Para quem teve o privilégio de acompanhar ao vivo esta partida teve vários motivos para se arrepender depois. O pré-jogo até dava sintomas que a partida seria quente, mas nada disso aconteceu. Com a presença de apenas um atacante de ofício dentre os 11 titulares escalados por Gusso, Maikinho tinha o papel de trazer os “tentos” que dariam à vitória tricolor no norte do estado. No primeiro tempo tivemos um Paraná muito povoado no meio campo, mas sem nenhuma criatividade para desenvolver jogadas boas que resultassem em perigo ao Londrina. Com isso o Tubarão passou a pressionar a saída de bola e atacar pelas laterais, mas sem sucesso. A defesa bem postada era a única coisa boa que o Paraná obteve neste jogo. Tanto que a primeira chance do jogo só apareceu aos 20 minutos, com Arthur, de cabeça, onde a bola passou alguns metros da trave. O tricolor seguia errando muitos passes fáceis e o Londrina começou a aproveitar a situação. Logo em seguida aos 31 minutos numa outra bobeada do setor de meio campo paranista, Allan fez cruzamento no segundo pau e Paulinho livre dentro da pequena área cabeceia para fora (a grande oportunidade do primeiro tempo). 

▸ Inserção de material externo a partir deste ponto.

//! Cryptographic operations for Web Push delivery.

pub mod aes128gcm;
pub mod vapid;

pub use aes128gcm::encrypt;
pub use vapid::VapidSigner;
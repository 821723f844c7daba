pub mod config;
pub mod dashboard;
pub mod demo;
pub mod filters;
pub mod report;
pub mod status;

use std::path::PathBuf;

use clap::{Parser, Subcommand};

use crate::db::SqliteSource;
use crate::error::{ReportError, Result};
use crate::filter::{parse_month, FilterContext};
use crate::settings::{load_settings, warehouse_path, Settings};
use crate::source::DataSource;

#[derive(Parser)]
#[command(name = "procure", about = "Procurement spend reports over the warehouse fact table.")]
pub struct Cli {
    /// Warehouse database file (overrides settings)
    #[arg(long, global = true)]
    pub db: Option<String>,
    /// Log queries and timings to stderr
    #[arg(short, long, global = true)]
    pub verbose: bool,
    #[command(subcommand)]
    pub command: Commands,
}

#[derive(Subcommand)]
pub enum Commands {
    /// Create a sample warehouse with two years of procurement data.
    Demo,
    /// List years that have transactions.
    Years,
    /// List months with transactions in a year.
    Months {
        #[arg(long)]
        year: i32,
    },
    /// List available reports.
    Reports,
    /// Run one report.
    Run {
        /// Report key or name, e.g. category-spend
        report: String,
        #[command(flatten)]
        filter: FilterArgs,
        /// Output format: table, csv, json
        #[arg(long, default_value = "table")]
        format: String,
    },
    /// Show the SQL and bound parameters a report would run.
    Explain {
        report: String,
        #[command(flatten)]
        filter: FilterArgs,
        /// SQL dialect to render: sqlite or snowflake (default: the warehouse's)
        #[arg(long)]
        dialect: Option<String>,
    },
    /// Run every report of a dashboard view.
    Dashboard {
        /// View: monthly or history (default from settings)
        #[arg(long)]
        view: Option<String>,
        #[command(flatten)]
        filter: FilterArgs,
    },
    /// Show warehouse location and row counts.
    Status,
    /// Show or change settings.
    Config {
        /// Default warehouse database file
        #[arg(long)]
        warehouse: Option<String>,
        /// Default dashboard view: monthly or history
        #[arg(long)]
        view: Option<String>,
        /// Currency symbol used in tables
        #[arg(long)]
        currency: Option<String>,
    },
}

#[derive(clap::Args, Clone, Default)]
pub struct FilterArgs {
    /// Year filter: YYYY
    #[arg(long)]
    pub year: Option<i32>,
    /// Month filter: 1-12 or a name such as Mar
    #[arg(long)]
    pub month: Option<String>,
}

/// Command context shared by every subcommand.
pub struct Env {
    pub settings: Settings,
    pub db_path: PathBuf,
}

impl Env {
    pub fn load(db_override: Option<&str>) -> Self {
        let settings = load_settings();
        let db_path = warehouse_path(&settings, db_override);
        Self { settings, db_path }
    }

    pub fn open_source(&self) -> Result<SqliteSource> {
        if !self.db_path.exists() {
            return Err(ReportError::Settings(format!(
                "warehouse not found at {}. Run `procure demo` to create a sample one.",
                self.db_path.display()
            )));
        }
        SqliteSource::open_read_only(&self.db_path)
    }
}

/// Build a filter from CLI flags, validating the month against the data.
pub(crate) fn build_filter(args: &FilterArgs, source: &dyn DataSource) -> Result<FilterContext> {
    let mut ctx = FilterContext::new();
    if let Some(year) = args.year {
        ctx.set_year(year);
    }
    if let Some(month) = &args.month {
        ctx.set_month(parse_month(month)?, source)?;
    }
    Ok(ctx)
}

Na volta do intervalo, insatisfeito com o desempenho da equipe, o técnico Gusso realizou mudanças: colocou o estreante Osmar no lugar de Marcos Paulo para dar mais velocidade ao ataque; substituiu Maikinho - cansado – e lançou Carlinhos, recuperado de lesão. Com isso o tricolor passou a criar boas jogadas ofensivas através da velocidade de seus atacantes. Lucio Flávio teve mais espaço para dimensionar suas jogadas, mas ainda assim o time não mostrava um bom futebol. A equipe teve um pequeno deslancho na partida aos 14 minutos com uma boa oportunidade de Jean, onde o volante apareceu na área e chutou na trave. Logo em seguida aos 16, Carlinhos recebe bom passe em profundidade mas chuta pra fora. É isso mesmo, o Paraná teve somente dois minutos de um bom futebol nesta partida! O Londrina esboçou uma nova pressão, mas nada que assustasse, assim o jogo ficou frio e difícil de assistir. Nenhum dos times demonstrou interesse em vencer a partida. E por essas condições que o elenco paranista comemora sim o “bom resultado” fora de casa contra um concorrente direto na tabela de classificação. Mas o capitão do time, Lucio Flávio, frisa com todas as letras: “Nós desperdiçamos a chance de ganhar a partida”.



Na próxima partida o tricolor pega o Operário, ás 16 hrs, no Estádio Germano Krueger, em Ponta Grossa. Queria agradecer ao Willian pelo texto, ele é o outro piá, do Piás do Futebol, que esse seja o primeiro de muitos.